[[ Records for this task open ]]
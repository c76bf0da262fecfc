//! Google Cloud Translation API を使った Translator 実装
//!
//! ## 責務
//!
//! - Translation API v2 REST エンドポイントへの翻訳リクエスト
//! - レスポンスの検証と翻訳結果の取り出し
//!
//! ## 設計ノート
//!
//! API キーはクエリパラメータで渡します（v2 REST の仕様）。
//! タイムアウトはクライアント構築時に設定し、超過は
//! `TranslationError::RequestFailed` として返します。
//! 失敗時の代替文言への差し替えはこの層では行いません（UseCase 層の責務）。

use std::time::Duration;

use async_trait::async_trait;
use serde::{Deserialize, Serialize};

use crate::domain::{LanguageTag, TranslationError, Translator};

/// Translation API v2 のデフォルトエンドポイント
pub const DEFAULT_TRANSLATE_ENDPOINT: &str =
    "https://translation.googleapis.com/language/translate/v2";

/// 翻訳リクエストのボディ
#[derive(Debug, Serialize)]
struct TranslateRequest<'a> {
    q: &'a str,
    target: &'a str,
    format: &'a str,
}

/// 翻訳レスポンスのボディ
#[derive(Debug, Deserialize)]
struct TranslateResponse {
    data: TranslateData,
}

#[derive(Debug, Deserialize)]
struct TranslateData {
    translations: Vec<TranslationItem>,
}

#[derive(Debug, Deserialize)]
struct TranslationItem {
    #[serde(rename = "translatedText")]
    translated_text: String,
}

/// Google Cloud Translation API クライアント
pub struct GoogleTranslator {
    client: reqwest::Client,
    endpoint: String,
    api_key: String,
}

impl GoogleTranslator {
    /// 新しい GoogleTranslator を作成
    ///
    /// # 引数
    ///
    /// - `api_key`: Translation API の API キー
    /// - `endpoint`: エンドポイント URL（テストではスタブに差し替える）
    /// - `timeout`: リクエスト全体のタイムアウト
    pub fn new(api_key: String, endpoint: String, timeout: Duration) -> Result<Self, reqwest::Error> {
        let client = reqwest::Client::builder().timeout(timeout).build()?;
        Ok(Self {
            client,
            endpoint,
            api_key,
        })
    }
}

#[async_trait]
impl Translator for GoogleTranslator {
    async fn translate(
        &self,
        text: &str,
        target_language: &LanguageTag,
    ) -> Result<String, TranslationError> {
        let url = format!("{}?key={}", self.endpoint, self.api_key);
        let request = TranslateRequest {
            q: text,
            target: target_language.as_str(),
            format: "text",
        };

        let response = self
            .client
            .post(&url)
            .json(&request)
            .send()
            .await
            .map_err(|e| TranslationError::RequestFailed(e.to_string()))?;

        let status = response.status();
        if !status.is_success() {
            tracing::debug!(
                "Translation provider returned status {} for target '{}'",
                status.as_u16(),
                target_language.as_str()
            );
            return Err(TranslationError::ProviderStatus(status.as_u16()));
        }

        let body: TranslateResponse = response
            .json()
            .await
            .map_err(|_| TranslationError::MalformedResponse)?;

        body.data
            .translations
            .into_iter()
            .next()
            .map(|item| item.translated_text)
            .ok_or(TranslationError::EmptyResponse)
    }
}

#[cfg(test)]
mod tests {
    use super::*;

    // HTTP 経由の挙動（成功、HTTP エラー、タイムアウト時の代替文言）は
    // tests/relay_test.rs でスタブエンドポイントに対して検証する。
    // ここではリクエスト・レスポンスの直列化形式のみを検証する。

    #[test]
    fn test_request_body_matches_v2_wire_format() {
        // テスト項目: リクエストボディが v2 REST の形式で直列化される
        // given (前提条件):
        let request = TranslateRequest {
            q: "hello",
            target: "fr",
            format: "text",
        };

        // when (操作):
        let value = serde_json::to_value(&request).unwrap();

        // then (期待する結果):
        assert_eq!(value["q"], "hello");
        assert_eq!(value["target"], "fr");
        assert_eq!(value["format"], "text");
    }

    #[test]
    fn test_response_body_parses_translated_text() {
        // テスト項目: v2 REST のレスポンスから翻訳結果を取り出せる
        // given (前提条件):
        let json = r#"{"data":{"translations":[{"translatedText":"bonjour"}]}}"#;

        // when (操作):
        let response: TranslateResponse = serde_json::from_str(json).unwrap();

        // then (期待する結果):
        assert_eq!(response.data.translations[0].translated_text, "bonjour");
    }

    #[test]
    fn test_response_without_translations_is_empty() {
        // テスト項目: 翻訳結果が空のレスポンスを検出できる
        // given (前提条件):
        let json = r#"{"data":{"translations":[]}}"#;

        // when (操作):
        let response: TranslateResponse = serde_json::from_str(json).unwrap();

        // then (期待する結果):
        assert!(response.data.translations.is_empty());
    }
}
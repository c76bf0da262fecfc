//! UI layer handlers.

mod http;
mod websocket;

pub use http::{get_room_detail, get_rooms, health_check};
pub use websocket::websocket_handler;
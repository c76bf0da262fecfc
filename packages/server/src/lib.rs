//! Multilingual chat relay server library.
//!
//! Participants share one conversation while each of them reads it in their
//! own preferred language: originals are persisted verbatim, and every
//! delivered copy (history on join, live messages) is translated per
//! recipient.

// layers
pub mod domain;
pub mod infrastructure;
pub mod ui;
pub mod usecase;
[[ Records for this task closed ]]
Could all of the entries be retyped word for word?

**Response:**
repository c76bf0da262fecfc
//! Google Cloud Translation API を使った Translator 実装
//!
//! ## 責務
//!
//! - Translation API v2 REST エンドポイントへの翻訳リクエスト
//! - レスポンスの検証と翻訳結果の取り出し
//!
//! ## 設計ノート
//!
//! API キーはクエリパラメータで渡します（v2 REST の仕様）。
//! タイムアウトはクライアント構築時に設定し、超過は
//! `TranslationError::RequestFailed` として返します。
//! 失敗時の代替文言への差し替えはこの層では行いません（UseCase 層の責務）。

use std::time::Duration;

use async_trait::async_trait;
use serde::{Deserialize, Serialize};

use crate::domain::{LanguageTag, TranslationError, Translator};

/// Translation API v2 のデフォルトエンドポイント
pub const DEFAULT_TRANSLATE_ENDPOINT: &str =
    "https://translation.googleapis.com/language/translate/v2";

/// 翻訳リクエストのボディ
#[derive(Debug, Serialize)]
struct TranslateRequest<'a> {
    q: &'a str,
    target: &'a str,
    format: &'a str,
}

/// 翻訳レスポンスのボディ
#[derive(Debug, Deserialize)]
struct TranslateResponse {
    data: TranslateData,
}

#[derive(Debug, Deserialize)]
struct TranslateData {
    translations: Vec<TranslationItem>,
}

#[derive(Debug, Deserialize)]
struct TranslationItem {
    #[serde(rename = "translatedText")]
    translated_text: String,
}

/// Google Cloud Translation API クライアント
pub struct GoogleTranslator {
    client: reqwest::Client,
    endpoint: String,
    api_key: String,
}

impl GoogleTranslator {
    /// 新しい GoogleTranslator を作成
    ///
    /// # 引数
    ///
    /// - `api_key`: Translation API の API キー
    /// - `endpoint`: エンドポイント URL（テストではスタブに差し替える）
    /// - `timeout`: リクエスト全体のタイムアウト
    pub fn new(api_key: String, endpoint: String, timeout: Duration) -> Result<Self, reqwest::Error> {
        let client = reqwest::Client::builder().timeout(timeout).build()?;
        Ok(Self {
            client,
            endpoint,
            api_key,
        })
    }
}

#[async_trait]
impl Translator for GoogleTranslator {
    async fn translate(
        &self,
        text: &str,
        target_language: &LanguageTag,
    ) -> Result<String, TranslationError> {
        let url = format!("{}?key={}", self.endpoint, self.api_key);
        let request = TranslateRequest {
            q: text,
            target: target_language.as_str(),
            format: "text",
        };

        let response = self
            .client
            .post(&url)
            .json(&request)
            .send()
            .await
            .map_err(|e| TranslationError::RequestFailed(e.to_string()))?;

        let status = response.status();
        if !status.is_success() {
            tracing::debug!(
                "Translation provider returned status {} for target '{}'",
                status.as_u16(),
                target_language.as_str()
            );
            return Err(TranslationError::ProviderStatus(status.as_u16()));
        }

        let body: TranslateResponse = response
            .json()
            .await
            .map_err(|_| TranslationError::MalformedResponse)?;

        body.data
            .translations
            .into_iter()
            .next()
            .map(|item| item.translated_text)
            .ok_or(TranslationError::EmptyResponse)
    }
}

#[cfg(test)]
mod tests {
    use super::*;

    // HTTP 経由の挙動（成功、HTTP エラー、タイムアウト時の代替文言）は
    // tests/relay_test.rs でスタブエンドポイントに対して検証する。
    // ここではリクエスト・レスポンスの直列化形式のみを検証する。

    #[test]
    fn test_request_body_matches_v2_wire_format() {
        // テスト項目: リクエストボディが v2 REST の形式で直列化される
        // given (前提条件):
        let request = TranslateRequest {
            q: "hello",
            target: "fr",
            format: "text",
        };

        // when (操作):
        let value = serde_json::to_value(&request).unwrap();

        // then (期待する結果):
        assert_eq!(value["q"], "hello");
        assert_eq!(value["target"], "fr");
        assert_eq!(value["format"], "text");
    }

    #[test]
    fn test_response_body_parses_translated_text() {
        // テスト項目: v2 REST のレスポンスから翻訳結果を取り出せる
        // given (前提条件):
        let json = r#"{"data":{"translations":[{"translatedText":"bonjour"}]}}"#;

        // when (操作):
        let response: TranslateResponse = serde_json::from_str(json).unwrap();

        // then (期待する結果):
        assert_eq!(response.data.translations[0].translated_text, "bonjour");
    }

    #[test]
    fn test_response_without_translations_is_empty() {
        // テスト項目: 翻訳結果が空のレスポンスを検出できる
        // given (前提条件):
        let json = r#"{"data":{"translations":[]}}"#;

        // when (操作):
        let response: TranslateResponse = serde_json::from_str(json).unwrap();

        // then (期待する結果):
        assert!(response.data.translations.is_empty());
    }
}
repository c76bf0da262fecfc
//! UI layer handlers.

mod http;
mod websocket;

pub use http::{get_room_detail, get_rooms, health_check};
pub use websocket::websocket_handler;
repository c76bf0da262fecfc
filename packages/server/src/lib.rs
//! Multilingual chat relay server library.
//!
//! Participants share one conversation while each of them reads it in their
//! own preferred language: originals are persisted verbatim, and every
//! delivered copy (history on join, live messages) is translated per
//! recipient.

// layers
pub mod domain;
pub mod infrastructure;
pub mod ui;
pub mod usecase;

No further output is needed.